Your husband is still a wayward and his responses are raising enormous red flags for me. I would also hear the 'oh, I keep hurting you, maybe I can't make you happy' ****** during our false recovery-- because he was STILL on the make and in contact with other women. He had a particular one in his sights and he had to work to convince me to get off the island (we were stationed overseas in Guam) and go back to school before he could make his move. Dumb me.... I fell for it gladly because a part of me had just been torn up so much I was looking for an excuse to get away from everything.

My FWH was/IS differant from your husband because he had no trouble manning up when he hit rock bottom and saw what he was doing. He was PROACTIVE in healing ME. In healing the MARRIAGE. None of this bullchit about himself and 'me me me me' whining like we're seeing from Puffy. He came out to everyone-- even my parents who hated his guts!-- and told everyone it was HIS fault, HIS choices, and HIS responsibility to do ANYTHING I asked, even if it went against his instincts. He had always hated the idea of counselors, but HE made the appointments and he went WITH NO WHINING, NO MUTTERING, NO COMPLAINING. There was no gazing at his bellybutton and going through the motions. There was NEVER any nastiness from him because he LOVED me and I was in a great amount of pain.

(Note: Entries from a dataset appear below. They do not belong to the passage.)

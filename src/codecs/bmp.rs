//! BMP codec adapter using the `image` crate.

use std::io::Cursor;

use image::codecs::bmp::{BmpDecoder, BmpEncoder};
use image::{ExtendedColorType, ImageEncoder};

use super::RawImage;
use crate::pixel::Channels;
use crate::{CodecError, ImageFormat, Limits};

pub(crate) fn decode(data: &[u8], limits: &Limits) -> Result<RawImage, CodecError> {
    let decoder = BmpDecoder::new(Cursor::new(data))
        .map_err(|e| CodecError::from_codec(ImageFormat::Bmp, e))?;
    super::read_image_crate(decoder, ImageFormat::Bmp, limits)
}

/// Raw (uncompressed) BMP. Gray is written as an 8-bit palette image.
pub(crate) fn encode(
    pixels: &[u8],
    width: u32,
    height: u32,
    channels: Channels,
) -> Result<Vec<u8>, CodecError> {
    let color = match channels {
        Channels::Gray => ExtendedColorType::L8,
        Channels::Bgr => ExtendedColorType::Rgb8,
        Channels::Bgra => ExtendedColorType::Rgba8,
    };
    let mut output = Vec::new();
    BmpEncoder::new(&mut output)
        .write_image(pixels, width, height, color)
        .map_err(|e| CodecError::from_codec(ImageFormat::Bmp, e))?;
    Ok(output)
}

Now, he did hate that I was extremely paranoid in the beginning-- but he'd get over his annoyance super quick-- we're talking in moments-- and come to me and give me hugs and reassurance. He absolutely understood that HE had EARNED my distrust and he had to earn it back.

Its almost 4 years in recovery and he still does not complain when I have a bad moment (or lately, its been nightmares... this board is causing me some probelms...KLDs thread really got to me). He reassures me and we move on.

I am with the others.... you are being majorly manipulated. Please do not fall for it!!!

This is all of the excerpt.